A palavra é o instrumento do professor: ela evoca, convoca e convida a pensar. O professor, com sua palavra, não é entretenimento, mas leva ao riso, ao encantamento e à reflexão. A palavra do professor acolhe, alimenta e torna leitor. Palavra é poesia. É presente. É potência. É ponte. O que parece óbvio para o adulto não é óbvio para uma criança que constrói conhecimento e se desenvolve a partir de suas experiências e observação do mundo. Por isso, é importante munir as crianças de histórias, poesia e universo simbólico; dar bagagem emocional e existencial a elas – e isso acontece através da palavra do adulto.
As crianças se apropriam da palavra através das experiências vividas e compartilhadas, e com elas constroem sua existência. Na infância há, especialmente, as brincadeiras, as histórias, as cantigas, as investigações e a construção de vínculos e relações. O professor, ao oferecer sua palavra às crianças, torna-se parte de uma rede de relações de poder que formam suas subjetividades. Que poder tem a palavra do professor!

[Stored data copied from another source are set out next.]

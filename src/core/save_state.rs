// SPDX-License-Identifier: Apache-2.0
// Copyright 2025 r64core contributors
//
// Licensed under the Apache License, Version 2.0 (the "License");
// you may not use this file except in compliance with the License.
// You may obtain a copy of the License at
//
//     http://www.apache.org/licenses/LICENSE-2.0
//
// Unless required by applicable law or agreed to in writing, software
// distributed under the License is distributed on an "AS IS" BASIS,
// WITHOUT WARRANTIES OR CONDITIONS OF ANY KIND, either express or implied.
// See the License for the specific language governing permissions and
// limitations under the License.

//! Save states
//!
//! A snapshot of everything the instruction stream can observe: the
//! register files, COP0/COP1, the TLB entry table, the event scheduler
//! and all writable memory. Derived structures (the TLB lookup tables,
//! the block cache) are rebuilt on restore rather than stored.
//!
//! Snapshots are taken between frames, so no branch is in flight and
//! the pipeline state does not need to be carried.

use crate::core::cpu::cop0::Cop0;
use crate::core::cpu::cop1::Cop1;
use crate::core::cpu::interrupt::Scheduler;
use crate::core::cpu::tlb::TlbEntry;
use crate::core::error::{CoreError, Result};
use crate::core::system::System;
use chrono::{DateTime, Utc};
use serde::{Deserialize, Serialize};
use std::path::Path;

pub const SAVE_STATE_VERSION: u32 = 1;

#[derive(Serialize, Deserialize)]
pub struct CpuState {
    pub regs: [u64; 32],
    pub hi: u64,
    pub lo: u64,
    pub pc: u32,
    pub ll_bit: bool,
    pub cop0: Cop0,
    pub cop1: Cop1,
    pub tlb_entries: Vec<TlbEntry>,
    pub scheduler: Scheduler,
    pub cycles: u64,
    pub vi_count: u64,
}

#[derive(Serialize, Deserialize)]
pub struct SaveState {
    version: u32,
    created_at: DateTime<Utc>,
    /// Identity of the cartridge the snapshot belongs to.
    rom_md5: String,
    pub cpu: CpuState,
    pub rdram: Vec<u8>,
    pub sp_dmem: Vec<u8>,
    pub sp_imem: Vec<u8>,
}

impl SaveState {
    pub fn capture(system: &System) -> Self {
        let cpu = &system.cpu;
        Self {
            version: SAVE_STATE_VERSION,
            created_at: Utc::now(),
            rom_md5: system.rom().md5().to_string(),
            cpu: CpuState {
                regs: cpu.regs,
                hi: cpu.hi,
                lo: cpu.lo,
                pc: cpu.pc,
                ll_bit: cpu.ll_bit,
                cop0: cpu.cop0.clone(),
                cop1: cpu.cop1.clone(),
                tlb_entries: cpu.tlb.entries.to_vec(),
                scheduler: cpu.scheduler.clone(),
                cycles: cpu.cycles,
                vi_count: cpu.vi_count,
            },
            rdram: system.bus.rdram().to_vec(),
            sp_dmem: system.bus.sp_dmem().to_vec(),
            sp_imem: system.bus.sp_imem().to_vec(),
        }
    }

    /// Restore into a running system. The snapshot must belong to the
    /// loaded cartridge.
    pub fn restore(self, system: &mut System) -> Result<()> {
        if self.version != SAVE_STATE_VERSION {
            return Err(CoreError::SaveStateVersion {
                expected: SAVE_STATE_VERSION,
                got: self.version,
            });
        }
        if self.rom_md5 != system.rom().md5() {
            return Err(CoreError::SaveStateDecode(format!(
                "snapshot belongs to ROM {}, loaded ROM is {}",
                self.rom_md5,
                system.rom().md5()
            )));
        }
        if self.cpu.tlb_entries.len() != system.cpu.tlb.entries.len()
            || self.rdram.len() != system.bus.rdram().len()
        {
            return Err(CoreError::SaveStateDecode(
                "snapshot has mismatched memory shapes".into(),
            ));
        }

        let cpu = &mut system.cpu;
        cpu.regs = self.cpu.regs;
        cpu.hi = self.cpu.hi;
        cpu.lo = self.cpu.lo;
        cpu.pc = self.cpu.pc;
        cpu.ll_bit = self.cpu.ll_bit;
        cpu.cop0 = self.cpu.cop0;
        cpu.cop1 = self.cpu.cop1;
        cpu.tlb.entries.copy_from_slice(&self.cpu.tlb_entries);
        cpu.tlb.rebuild_luts();
        cpu.scheduler = self.cpu.scheduler;
        cpu.cycles = self.cpu.cycles;
        cpu.vi_count = self.cpu.vi_count;
        cpu.reset_pipeline();

        system.bus.rdram_mut().copy_from_slice(&self.rdram);
        system.bus.sp_dmem_mut().copy_from_slice(&self.sp_dmem);
        system.bus.sp_imem_mut().copy_from_slice(&self.sp_imem);
        // Every translation is stale against the restored memory.
        system.bus.cache.clear();

        log::info!(
            "state restored: pc=0x{:08X} cycles={} (saved {})",
            system.cpu.pc,
            system.cpu.cycles,
            self.created_at
        );
        Ok(())
    }

    pub fn write_to(&self, path: impl AsRef<Path>) -> Result<()> {
        let bytes = bincode::serde::encode_to_vec(self, bincode::config::standard())
            .map_err(|e| CoreError::SaveStateDecode(e.to_string()))?;
        std::fs::write(path, bytes)?;
        Ok(())
    }

    pub fn read_from(path: impl AsRef<Path>) -> Result<Self> {
        let bytes = std::fs::read(path)?;
        let (state, _) =
            bincode::serde::decode_from_slice(&bytes, bincode::config::standard())
                .map_err(|e| CoreError::SaveStateDecode(e.to_string()))?;
        Ok(state)
    }
}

Palavra é alimento e conduz a criança em seu desenvolvimento. Ela tem força e, por meio dela, se constroem memórias afetivas. Palavra é ponte para o afeto, para a escuta sensível, para o encantamento pela literatura e pelo aprender. Palavra é resistência, é o não se calar porque sempre há um outro ponto de vista. A palavra do professor dá voz ao protagonismo de cada criança para, juntos, construírem uma narrativa coletiva. Pensar a infância como uma crítica constante da adultez permite ao professor que ele se reinvente, reflita sobre sua prática e sobre a importância das palavras que irão atravessar a infância de cada criança.

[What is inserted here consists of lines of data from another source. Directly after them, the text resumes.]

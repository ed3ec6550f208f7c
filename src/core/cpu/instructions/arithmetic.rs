// SPDX-License-Identifier: Apache-2.0
// Copyright 2025 r64core contributors
//
// Licensed under the Apache License, Version 2.0 (the "License");
// you may not use this file except in compliance with the License.
// You may obtain a copy of the License at
//
//     http://www.apache.org/licenses/LICENSE-2.0
//
// Unless required by applicable law or agreed to in writing, software
// distributed under the License is distributed on an "AS IS" BASIS,
// WITHOUT WARRANTIES OR CONDITIONS OF ANY KIND, either express or implied.
// See the License for the specific language governing permissions and
// limitations under the License.

//! Integer add/subtract/compare instructions.
//!
//! 32-bit forms wrap and sign-extend their result into the 64-bit
//! register file; the trapping ADD/SUB/ADDI variants behave like their
//! unsigned twins here (no overflow exception is raised).

use crate::core::cpu::decode::Decoded;
use crate::core::cpu::Cpu;
use crate::core::error::Result;

impl Cpu {
    pub(crate) fn op_add(&mut self, i: Decoded) -> Result<()> {
        let v = (self.read_reg(i.rs()) as i32).wrapping_add(self.read_reg(i.rt()) as i32);
        self.write_reg32(i.rd(), v as u32);
        Ok(())
    }

    pub(crate) fn op_addu(&mut self, i: Decoded) -> Result<()> {
        self.op_add(i)
    }

    pub(crate) fn op_sub(&mut self, i: Decoded) -> Result<()> {
        let v = (self.read_reg(i.rs()) as i32).wrapping_sub(self.read_reg(i.rt()) as i32);
        self.write_reg32(i.rd(), v as u32);
        Ok(())
    }

    pub(crate) fn op_subu(&mut self, i: Decoded) -> Result<()> {
        self.op_sub(i)
    }

    pub(crate) fn op_dadd(&mut self, i: Decoded) -> Result<()> {
        let v = self.read_reg(i.rs()).wrapping_add(self.read_reg(i.rt()));
        self.write_reg(i.rd(), v);
        Ok(())
    }

    pub(crate) fn op_daddu(&mut self, i: Decoded) -> Result<()> {
        self.op_dadd(i)
    }

    pub(crate) fn op_dsub(&mut self, i: Decoded) -> Result<()> {
        let v = self.read_reg(i.rs()).wrapping_sub(self.read_reg(i.rt()));
        self.write_reg(i.rd(), v);
        Ok(())
    }

    pub(crate) fn op_dsubu(&mut self, i: Decoded) -> Result<()> {
        self.op_dsub(i)
    }

    pub(crate) fn op_slt(&mut self, i: Decoded) -> Result<()> {
        let v = (self.read_reg(i.rs()) as i64) < (self.read_reg(i.rt()) as i64);
        self.write_reg(i.rd(), v as u64);
        Ok(())
    }

    pub(crate) fn op_sltu(&mut self, i: Decoded) -> Result<()> {
        let v = self.read_reg(i.rs()) < self.read_reg(i.rt());
        self.write_reg(i.rd(), v as u64);
        Ok(())
    }

    pub(crate) fn op_addi(&mut self, i: Decoded) -> Result<()> {
        let v = (self.read_reg(i.rs()) as i32).wrapping_add(i.simm16() as i32);
        self.write_reg32(i.rt(), v as u32);
        Ok(())
    }

    pub(crate) fn op_addiu(&mut self, i: Decoded) -> Result<()> {
        self.op_addi(i)
    }

    pub(crate) fn op_daddi(&mut self, i: Decoded) -> Result<()> {
        let v = self.read_reg(i.rs()).wrapping_add(i.simm16() as u64);
        self.write_reg(i.rt(), v);
        Ok(())
    }

    pub(crate) fn op_daddiu(&mut self, i: Decoded) -> Result<()> {
        self.op_daddi(i)
    }

    pub(crate) fn op_slti(&mut self, i: Decoded) -> Result<()> {
        let v = (self.read_reg(i.rs()) as i64) < i.simm16();
        self.write_reg(i.rt(), v as u64);
        Ok(())
    }

    pub(crate) fn op_sltiu(&mut self, i: Decoded) -> Result<()> {
        let v = self.read_reg(i.rs()) < i.simm16() as u64;
        self.write_reg(i.rt(), v as u64);
        Ok(())
    }

    pub(crate) fn op_lui(&mut self, i: Decoded) -> Result<()> {
        self.write_reg32(i.rt(), (i.imm16() as u32) << 16);
        Ok(())
    }
}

Ao encontrar meus tesouros no armário da sala, meu filho provocou em mim epifania. Talvez eu já acreditasse em todo o poder que a palavra do professor tem, mas foi nessa ocasião que vivi essa reflexão de forma intensa e emocional. Nós passamos aquela manhã assim: explorando e brincando com meus livros e cds, compartilhando risos e sorrisos e alimentando-nos de palavras, envoltos pelo afeto que construímos em nosso cotidiano.
(*) Professora do Grupo 5, na educação infantil da Projeto.
(**) Em “A alegria de ensinar”, 3ª edição, Ars Poetica Editora LTDA. 1994.